The State Board of Education (established in 1837) comprises the Governor, Lieutenant-Governor, and eight persons appointed by the Governor, holding their positions eight years, and one
retiring each year in the order of appointment. The following are the names of the present Board, of which the Governor and Lieutenant-Governor are ex officio members: Phillips Brooks, Henry Chapin, Alonzo A. Miner, Gardiner G. Hubbard, William Rice, Constantine C. Esty, Edward B. Gillett, C. C. Hussey: The act organizing this Board virtually entrusts the school interests of the State to the charge of the members, and requires them to submit annually to the Legislature a detailed report of all their doings, with such observations for perfecting the school system as their observation and experience may suggest.
The Secretary of the Board is the executive officer, his functions being similar to those of State Superintendents. The law requires him among other things to collect and disseminate as widely as possible, through every part of the Commonwealth, “ all valuable educational information." Horace Mann was the first secretary
There is also a General Agent, whose time is devoted to visiting schools, conferring with school committees and teachers, lecturing on educational topics, and, in general, “ doing as the Secretary would do, if he were present.” Abner J. Phipps, Ph.D., has filled this position since 1867.
Samuel C. Jackson, D.D., is Clerk of the Board, and Acting Librarian of the State Library, the Secretary being nominally the Librarian.
A School Committee of three persons, or a number which is a multiple of three, is elected in each town, to examine teachers, visit schools, and to have a general oversight of the schools of the town.
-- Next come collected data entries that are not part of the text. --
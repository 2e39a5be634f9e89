//! In-memory transport and pool used by the unit tests.

use std::cell::RefCell;
use std::collections::VecDeque;
use std::rc::Rc;

use umypony_core::{ConnectOptions, ConnectionPool, Error, Result, ResultSet, Transport, Value};

#[derive(Default)]
struct Script {
    replies: VecDeque<Result<ResultSet>>,
    statements: Vec<String>,
    refuse: Option<Error>,
    connects: usize,
    closes: usize,
}

/// Transport that records every statement and answers from a queue.
///
/// Clones share the same script, so a test can keep a handle after moving
/// the transport into a connection. An empty queue answers with an empty
/// result set.
#[derive(Clone, Default)]
pub struct ScriptedTransport {
    script: Rc<RefCell<Script>>,
}

impl ScriptedTransport {
    pub fn new() -> Self {
        Self::default()
    }

    pub fn push_result(&self, result: ResultSet) {
        self.script.borrow_mut().replies.push_back(Ok(result));
    }

    pub fn push_rows(&self, columns: &[&str], rows: Vec<Vec<Value>>) {
        let columns = columns.iter().map(|c| (*c).to_string()).collect();
        self.push_result(ResultSet::from_rows(columns, rows));
    }

    pub fn push_error(&self, error: Error) {
        self.script.borrow_mut().replies.push_back(Err(error));
    }

    pub fn refuse_connect(&self, error: Error) {
        self.script.borrow_mut().refuse = Some(error);
    }

    pub fn statements(&self) -> Vec<String> {
        self.script.borrow().statements.clone()
    }

    pub fn connect_calls(&self) -> usize {
        self.script.borrow().connects
    }

    pub fn close_calls(&self) -> usize {
        self.script.borrow().closes
    }
}

impl Transport for ScriptedTransport {
    fn connect(&mut self, _options: &ConnectOptions) -> Result<()> {
        let mut script = self.script.borrow_mut();
        script.connects += 1;
        match script.refuse.take() {
            Some(error) => Err(error),
            None => Ok(()),
        }
    }

    fn close(&mut self) -> Result<()> {
        self.script.borrow_mut().closes += 1;
        Ok(())
    }

    fn query(&mut self, sql: &str) -> Result<ResultSet> {
        let mut script = self.script.borrow_mut();
        script.statements.push(sql.to_string());
        script
            .replies
            .pop_front()
            .unwrap_or_else(|| Ok(ResultSet::default()))
    }
}

/// Pool that keeps whatever it is handed.
pub struct RecordingPool<C> {
    pub released: Vec<C>,
    pub discarded: Vec<C>,
}

impl<C> RecordingPool<C> {
    pub fn new() -> Self {
        Self {
            released: Vec::new(),
            discarded: Vec::new(),
        }
    }
}

impl<C> ConnectionPool<C> for RecordingPool<C> {
    fn release(&mut self, conn: C) {
        self.released.push(conn);
    }

    fn discard(&mut self, conn: C) {
        self.discarded.push(conn);
    }
}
In the cities, and some of the larger towns, the school committee appoints a Superintendent, who has the immediate charge of the schools. The School Committee select the school books for their respective towns, and no change can be made except by unanimous vote, unless the committee consists of more than nine persons.
Prudential Committees are elected in some of the towns, and perform some of the duties of the School Committees.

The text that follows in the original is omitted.